Vite dit, vite fait, dans la même journée, le roi a présidé une réunion avec les membres du gouvernement consacrée à l'activation des mesures contenues dans son discours en insistant sur les mesures intermédiaires à mettre en place dès la rentrée prochaine. Au menu, « le soutien à la scolarisation, le lancement de la troisième phase de l'Initiative nationale pour le développement humain (INDH) et le redressement des dysfonctionnements du système RAMED ».


Partis politiques : se régénérer ou disparaître


Qui peut encore nier que les partis politiques marocains sont en pleine déliquescence ? En principe, ces formations constituent un rouage décisif de la vie démocratique puisqu’ils ont l’obligation de traduire les attentes populaires en propositions politiques. Or, toutes les formations politiques font preuve d'une incroyable dérobade face à la réalité, fuyant le monde réel, tournant le dos à la majorité silencieuse, accusée de ne rien comprendre à rien.


Que peut-il naître sur les ruines de la vie politique dans sa version locale ? Pas grand chose sauf si ces mêmes partis politiques font le sacrifice de leur situation de rente et acceptent d’intégrer dans leurs rangs la jeunesse sur des bases radicalement nouvelles, à l'image des grandes démocraties, loin du culte de la personnalité, des dérives népotistes et de la folie carriériste. Ce qui fait dire au roi que les partis sont appelés à «  attirer de nouvelles élites et inciter les jeunes à s’engager dans l’action politique, les générations d’aujourd’hui étant les mieux placées pour connaître les problèmes et les nécessités de leur époque ».


Restaurer la confiance


Le chef de l’Etat a l’obligation de veiller à ce que les fractures sociales ne s’aggravent pas. Surtout qu’à l’heure actuelle, les deux Maroc s’éloignent dangereusement.
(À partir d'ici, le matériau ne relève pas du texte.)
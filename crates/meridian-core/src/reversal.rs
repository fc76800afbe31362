//! # Reversal Allocator
//!
//! Pure allocation logic for sale reversals: given the original sale, the
//! lines of every prior reversal, and a reversal request, compute exactly
//! which quantities are still reversible and what the reversal is worth.
//!
//! ## Allocation Flow
//! ```text
//! ┌─────────────────────────────────────────────────────────────────────────┐
//! │                    Reversal Allocation                                  │
//! │                                                                         │
//! │  1. GUARD                                                              │
//! │     └── target is itself a reversal? → "cannot reverse a reversal"    │
//! │                                                                         │
//! │  2. REMAINING PER LINE                                                 │
//! │     └── bucket prior reversal lines by (product, unit price) tier,    │
//! │         then spend each tier's reversed magnitude against the         │
//! │         original lines in persisted order                              │
//! │                                                                         │
//! │  3. RESOLVE THE REQUEST                                                │
//! │     ├── explicit saleItemId entries first, quantity verbatim           │
//! │     ├── then productId entries, consuming line capacity in order       │
//! │     └── no items at all → every line's full remaining                  │
//! │                                                                         │
//! │  4. PRICE THE PLAN                                                     │
//! │     └── line subtotal = price × qty; line discount = pro-rata share   │
//! │         of the original discount; aggregates are the negated sums     │
//! │                                                                         │
//! └─────────────────────────────────────────────────────────────────────────┘
//! ```
//!
//! ## Why Price Tiers
//! The same product can appear on one sale at different historical unit
//! prices. Remaining-reversible quantity is tracked per (product, price)
//! pairing so a reversal at one price can never consume quantity sold at
//! another. Tier keys use the persisted integer cents, the same values
//! line pricing uses, so bucketing and pricing can never disagree.
//!
//! ## Determinism
//! Same inputs, same plan: lines are walked in persisted `position` order
//! and no clock, randomness, or map-iteration order is involved.

use std::collections::HashMap;

use crate::error::{ReversalError, ReversalResult};
use crate::money::Money;
use crate::quantity::Quantity;
use crate::types::{Sale, SaleItem};

// =============================================================================
// Request & Plan Types
// =============================================================================

/// One entry of a partial reversal request, already validated and
/// converted at the boundary (quantities are positive fixed-point).
#[derive(Debug, Clone, PartialEq, Eq)]
pub struct ReversalItemRequest {
    /// Targets one specific sale line. Resolved before product-level
    /// entries; the quantity is taken verbatim against that line alone.
    pub sale_item_id: Option<String>,

    /// The product to reverse. With no `sale_item_id`, demand is spread
    /// across the product's lines in persisted order.
    pub product_id: String,

    /// How much to reverse. Always positive.
    pub quantity: Quantity,
}

/// One line of a computed reversal plan.
///
/// Quantities and amounts here are positive magnitudes; the sign flip to
/// "undoing value" happens in the plan aggregates and when the line is
/// persisted as a negative-quantity sale item.
#[derive(Debug, Clone, PartialEq, Eq)]
pub struct ReversalLine {
    /// The original sale line this reversal line draws down.
    pub sale_item_id: String,
    pub product_id: String,

    /// Quantity to reverse (positive).
    pub quantity: Quantity,

    /// Unit price frozen on the original line.
    pub unit_price_cents: i64,

    /// unit price × quantity, rounded to cents.
    pub line_subtotal_cents: i64,

    /// This line's pro-rata share of the original sale's discount.
    pub line_discount_cents: i64,
}

/// The full output of allocation: reversal lines plus the aggregate
/// amounts for the reversal sale record.
///
/// Aggregates are non-positive: `total = -(subtotal_magnitude -
/// discount_magnitude)`.
#[derive(Debug, Clone, PartialEq, Eq)]
pub struct ReversalPlan {
    pub lines: Vec<ReversalLine>,
    pub subtotal_cents: i64,
    pub discount_cents: i64,
    pub total_cents: i64,
}

impl ReversalPlan {
    /// Total quantity restored to stock per product, in the order the
    /// products first appear on the plan. Positive magnitudes.
    pub fn restored_by_product(&self) -> Vec<(String, Quantity)> {
        let mut restored: Vec<(String, Quantity)> = Vec::new();
        for line in &self.lines {
            match restored.iter_mut().find(|(id, _)| *id == line.product_id) {
                Some((_, qty)) => *qty += line.quantity,
                None => restored.push((line.product_id.clone(), line.quantity)),
            }
        }
        restored
    }
}

// =============================================================================
// Allocation
// =============================================================================

/// Computes a reversal plan for `original`.
///
/// ## Arguments
/// * `original` - the sale being reversed, with `original_items` in
///   persisted order
/// * `prior_reversal_items` - the lines of EVERY reversal sale already
///   recorded against `original` (quantities stored negative)
/// * `request` - `None` or an empty slice for a full reversal of all
///   remaining quantity; entries for a partial reversal
///
/// ## Errors
/// The closed [`ReversalError`] set: reversing a reversal, over-asking a
/// line or product, naming an item foreign to the sale, or finding
/// nothing left to reverse.
pub fn plan_reversal(
    original: &Sale,
    original_items: &[SaleItem],
    prior_reversal_items: &[SaleItem],
    request: Option<&[ReversalItemRequest]>,
) -> ReversalResult<ReversalPlan> {
    if original.is_reversal() {
        return Err(ReversalError::ReversalOfReversal);
    }

    let mut remaining = remaining_per_line(original_items, prior_reversal_items);
    let mut take = vec![Quantity::zero(); original_items.len()];

    match request {
        None | Some([]) => {
            // Full reversal: every line's entire remaining quantity.
            take.copy_from_slice(&remaining);
        }
        Some(entries) => {
            resolve_line_requests(original_items, &mut remaining, &mut take, entries)?;
            resolve_product_requests(original_items, &mut remaining, &mut take, entries)?;
        }
    }

    if take.iter().all(|qty| qty.is_zero()) {
        return Err(ReversalError::NothingLeftToReverse);
    }

    Ok(price_plan(original, original_items, &take))
}

/// Derives each line's still-reversible quantity.
///
/// Prior reversal lines carry no reference to the original line they drew
/// down, only the (product, unit price) tier, so each tier's reversed
/// magnitude is spent against that tier's lines in persisted order,
/// exactly the order allocation itself uses.
fn remaining_per_line(
    original_items: &[SaleItem],
    prior_reversal_items: &[SaleItem],
) -> Vec<Quantity> {
    let mut reversed_by_tier: HashMap<(&str, i64), Quantity> = HashMap::new();
    for item in prior_reversal_items {
        let key = (item.product_id.as_str(), item.unit_price_cents);
        // Reversal lines store negative quantities; the magnitude is the
        // amount already reversed at that tier.
        *reversed_by_tier.entry(key).or_default() += item.quantity.abs();
    }

    let mut remaining = Vec::with_capacity(original_items.len());
    for item in original_items {
        let key = (item.product_id.as_str(), item.unit_price_cents);
        let consumed = match reversed_by_tier.get_mut(&key) {
            Some(already) => {
                let consumed = item.quantity.min(*already);
                *already -= consumed;
                consumed
            }
            None => Quantity::zero(),
        };
        remaining.push(item.quantity - consumed);
    }
    remaining
}

/// Resolves explicit `sale_item_id` entries, quantity verbatim against
/// the named line. These go first; product-level entries then see only
/// what is left.
fn resolve_line_requests(
    original_items: &[SaleItem],
    remaining: &mut [Quantity],
    take: &mut [Quantity],
    entries: &[ReversalItemRequest],
) -> ReversalResult<()> {
    for entry in entries {
        let Some(target_id) = entry.sale_item_id.as_deref() else {
            continue;
        };
        let idx = original_items
            .iter()
            .position(|item| item.id == target_id && item.product_id == entry.product_id)
            .ok_or(ReversalError::ItemNotOnSale)?;

        if entry.quantity > remaining[idx] {
            return Err(ReversalError::ExceedsRemaining);
        }
        take[idx] += entry.quantity;
        remaining[idx] -= entry.quantity;
    }
    Ok(())
}

/// Resolves `product_id`-only entries by consuming the product's line
/// capacity in persisted order. Demand left over after every line is
/// visited means the caller asked for more than the product has across
/// all its lines.
fn resolve_product_requests(
    original_items: &[SaleItem],
    remaining: &mut [Quantity],
    take: &mut [Quantity],
    entries: &[ReversalItemRequest],
) -> ReversalResult<()> {
    for entry in entries {
        if entry.sale_item_id.is_some() {
            continue;
        }

        let mut demand = entry.quantity;
        let mut on_sale = false;
        for (idx, item) in original_items.iter().enumerate() {
            if item.product_id != entry.product_id {
                continue;
            }
            on_sale = true;
            let allocated = demand.min(remaining[idx]);
            if allocated.is_positive() {
                take[idx] += allocated;
                remaining[idx] -= allocated;
                demand -= allocated;
            }
            if demand.is_zero() {
                break;
            }
        }

        if !on_sale {
            return Err(ReversalError::ItemNotOnSale);
        }
        if demand.is_positive() {
            return Err(ReversalError::ExceedsRemaining);
        }
    }
    Ok(())
}

/// Prices the allocated quantities: per-line subtotal and pro-rata
/// discount share, then the negated aggregates.
fn price_plan(original: &Sale, original_items: &[SaleItem], take: &[Quantity]) -> ReversalPlan {
    let original_subtotal = original.subtotal();
    let original_discount = original.discount();

    let mut lines = Vec::new();
    let mut subtotal = Money::zero();
    let mut discount = Money::zero();

    for (item, &quantity) in original_items.iter().zip(take) {
        if !quantity.is_positive() {
            continue;
        }

        let line_subtotal = item.unit_price().line_total(quantity);
        let line_discount = line_subtotal.pro_rata(original_discount, original_subtotal);
        subtotal += line_subtotal;
        discount += line_discount;

        lines.push(ReversalLine {
            sale_item_id: item.id.clone(),
            product_id: item.product_id.clone(),
            quantity,
            unit_price_cents: item.unit_price_cents,
            line_subtotal_cents: line_subtotal.cents(),
            line_discount_cents: line_discount.cents(),
        });
    }

    ReversalPlan {
        lines,
        subtotal_cents: (-subtotal).cents(),
        discount_cents: (-discount).cents(),
        total_cents: (-(subtotal - discount)).cents(),
    }
}

// =============================================================================
// Unit Tests
// =============================================================================
//! Streaming decoder implementation.

use std::io::{self, Read};

use attest_core::validate::check_integer;
use attest_core::{assemble, Assertion, AssertionError};
use attest_grammar::parse_headers;

use crate::errors::StreamError;
use crate::limits::Limits;

const NLNL: &[u8] = b"\n\n";

/// Initial size of the scan window; it grows by doubling up to the cap of
/// the component being read.
const INITIAL_BUF_SIZE: usize = 4096;

/// Result of scanning the buffered stream for a delimiter.
enum Scan {
    /// The delimiter was found; the payload includes it.
    Found(Vec<u8>),
    /// The stream ended first; the payload is whatever remained.
    Eof(Vec<u8>),
}

/// Streaming assertion decoder.
///
/// Parses one assertion per [`decode`](Decoder::decode) call from a stream
/// of assertions separated by double newlines. `Ok(None)` marks the end of
/// a well-formed stream; a stream ending mid-assertion is an error.
///
/// # Example
///
/// ```
/// use attest_stream::Decoder;
///
/// let stream: &[u8] =
///     b"type: account\nauthority-id: canonical\naccount-id: alice\n\nopenpgp sig\n";
/// let mut decoder = Decoder::new(stream);
/// let assertion = decoder.decode()?.expect("one assertion");
/// assert_eq!(assertion.authority_id(), "canonical");
/// assert!(decoder.decode()?.is_none());
/// # Ok::<(), attest_stream::StreamError>(())
/// ```
pub struct Decoder<R: Read> {
    rd: R,
    buf: Vec<u8>,
    eof: bool,
    failed: Option<(io::ErrorKind, String)>,
    limits: Limits,
}

impl<R: Read> Decoder<R> {
    /// Creates a decoder with the default [`Limits`].
    pub fn new(rd: R) -> Self {
        Self::with_limits(rd, Limits::default())
    }

    /// Creates a decoder with explicit per-component size caps.
    pub fn with_limits(rd: R, limits: Limits) -> Self {
        Self {
            rd,
            buf: Vec::with_capacity(INITIAL_BUF_SIZE),
            eof: false,
            failed: None,
            limits,
        }
    }

    /// Parses the next assertion from the stream.
    ///
    /// Returns `Ok(None)` at the end of a well-formed stream. Once the
    /// underlying reader has failed, every subsequent call reports that
    /// same error.
    pub fn decode(&mut self) -> Result<Option<Assertion>, StreamError> {
        // the headers and the "\n\n" separator after them
        let head_and_sep = match self.read_until(NLNL, self.limits.max_headers_size)? {
            Scan::Found(head_and_sep) => head_and_sep,
            Scan::Eof(rest) => {
                if rest.is_empty() {
                    return Ok(None);
                }
                return Err(StreamError::UnexpectedEof);
            }
        };

        let head_len = head_and_sep.len() - NLNL.len();
        let headers = parse_headers(&head_and_sep[..head_len]).map_err(AssertionError::from)?;

        let length = check_integer(&headers, "body-length", 0)?;
        if length > self.limits.max_body_size as i64 {
            return Err(StreamError::BodyTooLarge { length });
        }

        // capture the whole signed content exactly as read
        let mut content = Vec::with_capacity(head_and_sep.len() + length.max(0) as usize);
        content.extend_from_slice(&head_and_sep);

        if length > 0 {
            let body = self.read_exact(length as usize)?;
            content.extend_from_slice(&body);
        }

        // the end of body a.k.a. the content/signature separator
        let mut sig = match self.read_until(NLNL, self.limits.max_signature_size)? {
            Scan::Found(end_of_body) if end_of_body == NLNL => {
                // a proper separator; the signature and the assertion
                // boundary come next
                match self.read_until(NLNL, self.limits.max_signature_size)? {
                    Scan::Found(sig) | Scan::Eof(sig) => sig,
                }
            }
            Scan::Found(end_of_body) | Scan::Eof(end_of_body) => {
                // the signature came directly, which is valid only without
                // a body: the header separator doubled as the
                // content/signature one
                if length > 0 {
                    return Err(StreamError::MissingSeparator);
                }
                content.truncate(head_len);
                end_of_body
            }
        };

        // normalize: the second newline of a trailing "\n\n" is the
        // inter-assertion separator, not part of the signature
        if sig.ends_with(NLNL) {
            sig.pop();
        }

        let body = if length > 0 {
            Some(content[head_len + NLNL.len()..].to_vec())
        } else {
            None
        };

        let assertion = assemble(headers, body, content, sig)?;
        Ok(Some(assertion))
    }

    fn sticky(&self) -> Option<io::Error> {
        self.failed
            .as_ref()
            .map(|(kind, msg)| io::Error::new(*kind, msg.clone()))
    }

    /// Fills the buffer until at least `size` bytes are available, the
    /// stream ends, or the reader fails. Reader failures are sticky.
    fn fill_to(&mut self, size: usize) -> io::Result<()> {
        if let Some(err) = self.sticky() {
            return Err(err);
        }
        let mut chunk = [0u8; INITIAL_BUF_SIZE];
        while self.buf.len() < size && !self.eof {
            let want = (size - self.buf.len()).min(chunk.len());
            match self.rd.read(&mut chunk[..want]) {
                Ok(0) => self.eof = true,
                Ok(n) => self.buf.extend_from_slice(&chunk[..n]),
                Err(e) if e.kind() == io::ErrorKind::Interrupted => {}
                Err(e) => {
                    self.failed = Some((e.kind(), e.to_string()));
                    return Err(e);
                }
            }
        }
        Ok(())
    }

    /// Consumes and returns the first `n` buffered bytes.
    fn take(&mut self, n: usize) -> Vec<u8> {
        let rest = self.buf.split_off(n);
        std::mem::replace(&mut self.buf, rest)
    }

    /// Scans forward for `delim`, growing the scan window by doubling from
    /// [`INITIAL_BUF_SIZE`]; a window about to exceed `max_size` fails.
    fn read_until(&mut self, delim: &[u8], max_size: usize) -> Result<Scan, StreamError> {
        let mut searched = 0;
        let mut size = INITIAL_BUF_SIZE;
        loop {
            self.fill_to(size)?;
            let window = &self.buf[..self.buf.len().min(size)];
            if let Some(i) = find(&window[searched..], delim) {
                return Ok(Scan::Found(self.take(searched + i + delim.len())));
            }
            if window.len() < size {
                // the stream is exhausted and the delimiter never came
                let n = self.buf.len();
                return Ok(Scan::Eof(self.take(n)));
            }
            searched = size - delim.len() + 1;
            size *= 2;
            if size > max_size {
                return Err(StreamError::MaxSizeExceeded {
                    delim: String::from_utf8_lossy(delim).into_owned(),
                });
            }
        }
    }

    /// Reads exactly `size` bytes; a premature end of stream is an error.
    fn read_exact(&mut self, size: usize) -> Result<Vec<u8>, StreamError> {
        self.fill_to(size)?;
        if self.buf.len() < size {
            let n = self.buf.len();
            self.take(n);
            return Err(StreamError::UnexpectedEof);
        }
        Ok(self.take(size))
    }
}

fn find(haystack: &[u8], needle: &[u8]) -> Option<usize> {
    haystack.windows(needle.len()).position(|w| w == needle)
}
Si le royaume est envié sur ses gros chantiers, si le Maroc donne de nouveau envie à l’international, il y a toujours un gros malaise lié à la question du pouvoir d’achat, à l’avenir bouché pour des générations entières à la question des inégalités sociales criantes entre les classes urbaines et la montagne etc.


Restaurer la confiance dans ce climat délétère est un véritable travail de Sisyphe mais le souverain pense qu’il « importe de dépasser les différends conjoncturels, d’œuvrer à l’amélioration du rendement de l’Administration et de veiller au bon fonctionnement des institutions, car, in fine, il importe de renforcer le climat de confiance et de sérénité au sein de la société et toutes ses composantes ».


Pour répondre à ces angoisses, sommes toutes légitimes, il faut surtout donner du sens et de la justice aux réformes et aux changements.


Bien sûr, face à un rendez-vous aussi attendu que le discours du trône, il y aura toujours des déçus, ceux qui s’attendaient à un coup de balai ferme au gouvernement, ceux qui misaient sur la grâce totale et sans conditions au profit des condamnés du Rif, et bien d’autres mais comme dirait Régis Debray, « gouverner, désormais, c’est gérer les émotions collectives ».